Speaking at an event in Dublin, Mr Lajčák told Emerging Europe that Bosnia definitely has a European perspective, but unfortunately it has not come close enough to the European Union to feel the full effect of European integration.
“This is has worried the countries of Central Europe,” he said. “This is what has worried Montenegro and Serbia. The moment you feel that the perspective gets tangible, it really affects the way you operate. Bosnia and Herzegovina is not there yet and, to be honest, I’m really worried about the outcome of these elections. Milorad Dodik, who makes no secret of the fact that he does not believe in the future of the country, is now a member of the presidency and I have my doubts that he will use this role to strengthen Bosnia and Herzegovina.”
Neither is Mr Lajčák optimistic about the outcome of the election for the Croat seat on the tripartite presidency.

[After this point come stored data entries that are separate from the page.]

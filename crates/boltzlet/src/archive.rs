//! Downloadable ZIP bundle of a job's metadata, inputs and results.

use std::fs;
use std::io::{self, Cursor, Write};
use std::path::Path;

use zip::write::SimpleFileOptions;
use zip::{CompressionMethod, ZipWriter};

use crate::job::{JobId, JobRecord};
use crate::results::{ArtifactKind, ArtifactLayout, load_results};

#[derive(Debug, thiserror::Error)]
pub enum ArchiveError {
    #[error("zip error: {0}")]
    Zip(#[from] zip::result::ZipError),
    #[error("failed to read {path}: {source}")]
    Io {
        path: String,
        #[source]
        source: io::Error,
    },
    #[error("failed to encode {name}: {source}")]
    Json {
        name: String,
        #[source]
        source: serde_json::Error,
    },
}

/// Build the archive in memory.
///
/// Entry names are prefixed with the job id. The record and the formatted
/// results are always present; artifacts and logs only when they exist.
pub fn build_archive(
    job_id: &JobId,
    job_dir: &Path,
    record: &JobRecord,
    layout: &ArtifactLayout,
) -> Result<Vec<u8>, ArchiveError> {
    let mut zip = ZipWriter::new(Cursor::new(Vec::new()));
    let options = SimpleFileOptions::default().compression_method(CompressionMethod::Deflated);

    let mut write_entry = |name: String, bytes: &[u8]| -> Result<(), ArchiveError> {
        zip.start_file(name.as_str(), options)?;
        zip.write_all(bytes).map_err(|e| ArchiveError::Io { path: name, source: e })
    };

    write_entry(format!("{job_id}_job_info.json"), &to_json("job_info", record)?)?;

    for (kind, name) in [
        (ArtifactKind::InputEcho, format!("{job_id}_boltz_input.yaml")),
        (ArtifactKind::Structure, format!("{job_id}.pdb")),
        (ArtifactKind::Affinity, format!("{job_id}_affinity.json")),
        (ArtifactKind::Confidence, format!("{job_id}_confidence.json")),
    ] {
        if let Some(path) = layout.locate(job_dir, kind) {
            let bytes = fs::read(&path).map_err(|e| ArchiveError::Io {
                path: path.display().to_string(),
                source: e,
            })?;
            write_entry(name, &bytes)?;
        }
    }

    let results = load_results(job_dir, record.clone(), layout);
    write_entry(
        format!("{job_id}_formatted_results.json"),
        &to_json("formatted_results", &results)?,
    )?;

    for (suffix, log) in [
        ("stdout", &record.stdout),
        ("stderr", &record.stderr),
        ("error", &record.error),
    ] {
        if let Some(text) = log {
            write_entry(format!("{job_id}_{suffix}.log"), text.as_bytes())?;
        }
    }

    let bytes = zip.finish()?.into_inner();
    tracing::debug!(job_id = %job_id, size = bytes.len(), "Built results archive");
    Ok(bytes)
}

fn to_json<T: serde::Serialize>(name: &str, value: &T) -> Result<Vec<u8>, ArchiveError> {
    serde_json::to_vec_pretty(value).map_err(|e| ArchiveError::Json {
        name: name.to_string(),
        source: e,
    })
}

“The Croats feel that they are not represented,” he said. “The Croat member of the presidency [Željko Komšić] was elected by Bosniaks and, for them [the Croats] they have always felt marginalised, and now they will feel even more so. For them, it is two Bosniaks and one Serbian, but no Croat, in the presidency.”
On the recent referendum in Macedonia and the EU’s role in the world, Mr Lajčák called for more engagement.
“I believe the European Union should be the main actor in the Balkans, but we are not,” he said. “I believe that it is a shame that, after the Republic of Macedonia was able to reach a pain-staking deal with Greece on the name issue (which shows us that identity is an extremely important issue in the Balkans), we, the European Union, were unable to say the very simple sentence: ‘You are invited to start the negotiations.’ We have a global responsibility. You see actors emerging: the world is moving from a uni-polar to a multi-polar system and it makes all the sense for the EU to be one of the centres, but it is not happening! So, that’s why I’m calling for the EU to be aware of its global responsibility. We have no right to keep ourselves busy with our internal agendas only. The rest of the world and our neighbours are waiting for us to play our role.”